There is a big difference between a punk that writes a video game program for a Wii and someone that is going to make sure my stock accounts are safe, or if the control system on an artificial medical system will be safe. There are programmers, and then there are software engineers that need trained on stuff outside of a computer program, and how their programs will affect the public.

Reboot is not an option for a program when someone's life or retirement fund is on the line. Working in Telecom, I have seen a 5 minute reboot cost $5 million dollars on an international currency trade.

The programmer may not need the PE, but the system/program should require oversight of a qualified PE.


----------



## DVINNY (Jul 13, 2008)

I know little to nothing about these other professions, so I won't comment.

But it is a nice thread to read.


----------



## IlPadrino (Jul 13, 2008)

Slugger926 said:


> There is a big difference between a punk that writes a video game program for a Wii and someone that is going to make sure my stock accounts are safe, or if the control system on an artificial medical system will be safe. There are programmers, and then there are software engineers that need trained on stuff outside of a computer program, and how their programs will affect the public.
> Reboot is not an option for a program when someone's life or retirement fund is on the line. Working in Telecom, I have seen a 5 minute reboot cost $5 million dollars on an international currency trade.
> 
> The programmer may not need the PE, but the system/program should require oversight of a qualified PE.


I feel like maybe we're going in circles. Control Systems Engineering is already a recognized and licensed discipline in almost all 50 states (48 last time I checked). What else do "programmers" (your word, not mine... I'd choose software developer) need oversight on that isn't covered by the CSEs?

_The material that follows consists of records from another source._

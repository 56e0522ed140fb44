//! Per-identity fixed-window counters.
//!
//! Two backends answer the same question, "how many requests has this
//! identity made in its current window, counting this one":
//!
//! * [`LocalCounterStore`], a bounded LRU map owned by this process.
//! * [`RedisCounter`], shared by every process pointing at the same Redis.
//!
//! [`CounterStore`] picks one at construction. The first failure of the
//! distributed backend demotes the store to the local one for the rest of the
//! process lifetime; there is no path back.

use crate::clock::SharedClock;
use crate::redis::RedisCounter;
use moka::policy::EvictionPolicy;
use moka::sync::Cache;
use serde::{Deserialize, Serialize};
use std::sync::atomic::{AtomicBool, Ordering};
use std::time::Duration;
use tracing::{debug, warn};

/// Request count for one identity within its current window.
#[derive(Debug, Clone, PartialEq, Eq)]
pub struct WindowCounter {
    pub identity: String,
    pub count: u64,
    pub window_start: u64,
}

/// In-process counters, evicting least recently used identities at capacity.
pub struct LocalCounterStore {
    counters: Cache<String, WindowCounter>,
    clock: SharedClock,
}

impl LocalCounterStore {
    pub fn new(capacity: u64, clock: SharedClock) -> Self {
        let counters = Cache::builder()
            .max_capacity(capacity)
            .eviction_policy(EvictionPolicy::lru())
            .build();

        Self { counters, clock }
    }

    /// Count one request for `identity` and return the count including it.
    ///
    /// The read-modify-write runs under moka's per-key lock, so concurrent
    /// increments for one identity never lose updates.
    pub fn increment(&self, identity: &str, window: Duration) -> u64 {
        let now = self.clock.now_ms();
        let window_ms = window.as_millis() as u64;

        let entry = self
            .counters
            .entry_by_ref(identity)
            .and_upsert_with(|existing| match existing.map(|e| e.into_value()) {
                Some(counter) if now.saturating_sub(counter.window_start) <= window_ms => {
                    WindowCounter {
                        count: counter.count + 1,
                        ..counter
                    }
                }
                _ => WindowCounter {
                    identity: identity.to_string(),
                    count: 1,
                    window_start: now,
                },
            });

        entry.into_value().count
    }

    pub fn get(&self, identity: &str) -> Option<WindowCounter> {
        self.counters.get(identity)
    }

    pub fn len(&self) -> u64 {
        self.counters.run_pending_tasks();
        self.counters.entry_count()
    }

    pub fn is_empty(&self) -> bool {
        self.len() == 0
    }
}

/// Which backend is currently answering increments.
#[derive(Debug, Clone, Copy, PartialEq, Eq, Serialize, Deserialize)]
#[serde(rename_all = "snake_case")]
pub enum BackendKind {
    Distributed,
    InProcess,
}

pub enum CounterBackend {
    InProcess,
    Distributed(RedisCounter),
}

pub struct CounterStore {
    backend: CounterBackend,
    local: LocalCounterStore,
    demoted: AtomicBool,
}

impl CounterStore {
    pub fn in_process(local: LocalCounterStore) -> Self {
        Self {
            backend: CounterBackend::InProcess,
            local,
            demoted: AtomicBool::new(false),
        }
    }

    /// Use Redis when a URL is given and the client can be built, the local
    /// store otherwise.
    pub fn new(redis_url: Option<&str>, redis_timeout: Duration, local: LocalCounterStore) -> Self {
        let backend = match redis_url {
            Some(url) => match RedisCounter::new(url, redis_timeout) {
                Ok(counter) => CounterBackend::Distributed(counter),
                Err(e) => {
                    warn!(error = %e, "Distributed counter unavailable, using in-process counters");
                    CounterBackend::InProcess
                }
            },
            None => CounterBackend::InProcess,
        };

        Self {
            backend,
            local,
            demoted: AtomicBool::new(false),
        }
    }

    /// Count one request for `identity`. Never fails.
    pub async fn increment(&self, identity: &str, window: Duration) -> u64 {
        if let CounterBackend::Distributed(redis) = &self.backend {
            if !self.demoted.load(Ordering::Acquire) {
                match redis.increment(identity, window).await {
                    Ok(count) => return count,
                    Err(e) => self.demote(&e),
                }
            }
        }

        self.local.increment(identity, window)
    }

    fn demote(&self, cause: &crate::error::StoreError) {
        if !self.demoted.swap(true, Ordering::AcqRel) {
            warn!(
                error = %cause,
                "Distributed counter failed, falling back to in-process counters for the rest of this process"
            );
        } else {
            debug!(error = %cause, "Distributed counter failed after demotion");
        }
    }

    pub fn active_backend(&self) -> BackendKind {
        match self.backend {
            CounterBackend::Distributed(_) if !self.demoted.load(Ordering::Acquire) => {
                BackendKind::Distributed
            }
            _ => BackendKind::InProcess,
        }
    }

    pub fn configured_backend(&self) -> BackendKind {
        match self.backend {
            CounterBackend::Distributed(_) => BackendKind::Distributed,
            CounterBackend::InProcess => BackendKind::InProcess,
        }
    }

    pub fn is_demoted(&self) -> bool {
        self.demoted.load(Ordering::Acquire)
    }

    pub fn local(&self) -> &LocalCounterStore {
        &self.local
    }
}

#[cfg(test)]
mod tests {
    use super::*;
    use crate::clock::ManualClock;
    use std::sync::Arc;

    const WINDOW: Duration = Duration::from_secs(60);

    fn local_store(clock: &ManualClock) -> LocalCounterStore {
        LocalCounterStore::new(500, Arc::new(clock.clone()))
    }

    #[test]
    fn test_first_request_starts_window() {
        let clock = ManualClock::new(1_000_000);
        let store = local_store(&clock);

        assert_eq!(store.increment("1.2.3.4", WINDOW), 1);
        let counter = store.get("1.2.3.4").unwrap();
        assert_eq!(counter.identity, "1.2.3.4");
        assert_eq!(counter.window_start, 1_000_000);
    }

    #[test]
    fn test_counts_within_window_and_resets_after() {
        let clock = ManualClock::new(1_000_000);
        let store = local_store(&clock);

        for expected in 1..=5 {
            assert_eq!(store.increment("a", WINDOW), expected);
        }

        // exactly at the window edge still counts toward the same window
        clock.advance(WINDOW);
        assert_eq!(store.increment("a", WINDOW), 6);

        clock.advance(Duration::from_millis(1));
        assert_eq!(store.increment("a", WINDOW), 1);
        assert_eq!(store.get("a").unwrap().window_start, 1_060_001);
    }

    #[test]
    fn test_identities_are_independent() {
        let clock = ManualClock::new(0);
        let store = local_store(&clock);

        for _ in 0..20 {
            store.increment("j", WINDOW);
        }
        assert_eq!(store.increment("i", WINDOW), 1);
    }

    #[test]
    fn test_capacity_is_bounded() {
        let clock = ManualClock::new(0);
        let store = LocalCounterStore::new(10, Arc::new(clock.clone()));

        for i in 0..100 {
            store.increment(&format!("10.0.0.{}", i), WINDOW);
        }
        assert!(store.len() <= 10);
    }

    #[test]
    fn test_concurrent_increments_do_not_lose_updates() {
        let clock = ManualClock::new(0);
        let store = Arc::new(local_store(&clock));

        let handles: Vec<_> = (0..8)
            .map(|_| {
                let store = Arc::clone(&store);
                std::thread::spawn(move || {
                    for _ in 0..50 {
                        store.increment("shared", WINDOW);
                    }
                })
            })
            .collect();
        for handle in handles {
            handle.join().unwrap();
        }

        assert_eq!(store.get("shared").unwrap().count, 400);
    }

    #[tokio::test]
    async fn test_no_redis_url_uses_local() {
        let clock = ManualClock::new(0);
        let store = CounterStore::new(None, Duration::from_secs(1), local_store(&clock));

        assert_eq!(store.configured_backend(), BackendKind::InProcess);
        assert_eq!(store.increment("x", WINDOW).await, 1);
        assert_eq!(store.increment("x", WINDOW).await, 2);
    }

    #[tokio::test]
    async fn test_invalid_redis_url_uses_local() {
        let clock = ManualClock::new(0);
        let store = CounterStore::new(
            Some("not a redis url"),
            Duration::from_secs(1),
            local_store(&clock),
        );

        assert_eq!(store.active_backend(), BackendKind::InProcess);
        assert!(!store.is_demoted());
    }

    #[tokio::test]
    async fn test_redis_failure_demotes_permanently() {
        let clock = ManualClock::new(0);
        let store = CounterStore::new(
            Some("redis://127.0.0.1:1/"),
            Duration::from_secs(2),
            local_store(&clock),
        );
        assert_eq!(store.active_backend(), BackendKind::Distributed);

        assert_eq!(store.increment("y", WINDOW).await, 1);
        assert!(store.is_demoted());
        assert_eq!(store.active_backend(), BackendKind::InProcess);
        assert_eq!(store.configured_backend(), BackendKind::Distributed);

        assert_eq!(store.increment("y", WINDOW).await, 2);
        assert_eq!(store.local().get("y").unwrap().count, 2);
    }
}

I'm not sure why you're disparaging video game programmers, but as I've written before, I think a programmer is analogous to a construction contractor except for the lack of detailed plans and specs. It doesn't matter what they're programming (video games, web apps (which create risk to your stock account security!), etc.) to me - they're all talented.


----------



## IlPadrino (Jul 13, 2008)

Slugger926 said:


> Section 475.2. Definitions: .
> 
> .
> 
> .


So you believe computer programmers use "mathematical, physical and engineering sciences" and so should be licensed as a PE? I'll need to think on that for a bit because it would clearly leave out the CompSci guys but include those that graduate from an ABET-accredited software engineer program (which I'm still learning about).

Thanks for the reference.


----------



## Slugger926 (Jul 13, 2008)

IlPadrino said:


> I feel like maybe we're going in circles. Control Systems Engineering is already a recognized and licensed discipline in almost all 50 states (48 last time I checked). What else do "programmers" (your word, not mine... I'd choose software developer) need oversight on that isn't covered by the CSEs?
> I'm not sure why you're disparaging video game programmers, but as I've written before, I think a programmer is analogous to a construction contractor except for the lack of detailed plans and specs. It doesn't matter what they're programming (video games, web apps (which create risk to your stock account security!), etc.) to me - they're all talented.


----------



## Slugger926 (Jul 13, 2008)

IlPadrino said:


> I feel like maybe we're going in circles. Control Systems Engineering is already a recognized and licensed discipline in almost all 50 states (48 last time I checked). What else do "programmers" (your word, not mine... I'd choose software developer) need oversight on that isn't covered by the CSEs?
> I'm not sure why you're disparaging video game programmers, but as I've written before, I think a programmer is analogous to a construction contractor except for the lack of detailed plans and specs. It doesn't matter what they're programming (video games, web apps (which create risk to your stock account security!), etc.) to me - they're all talented.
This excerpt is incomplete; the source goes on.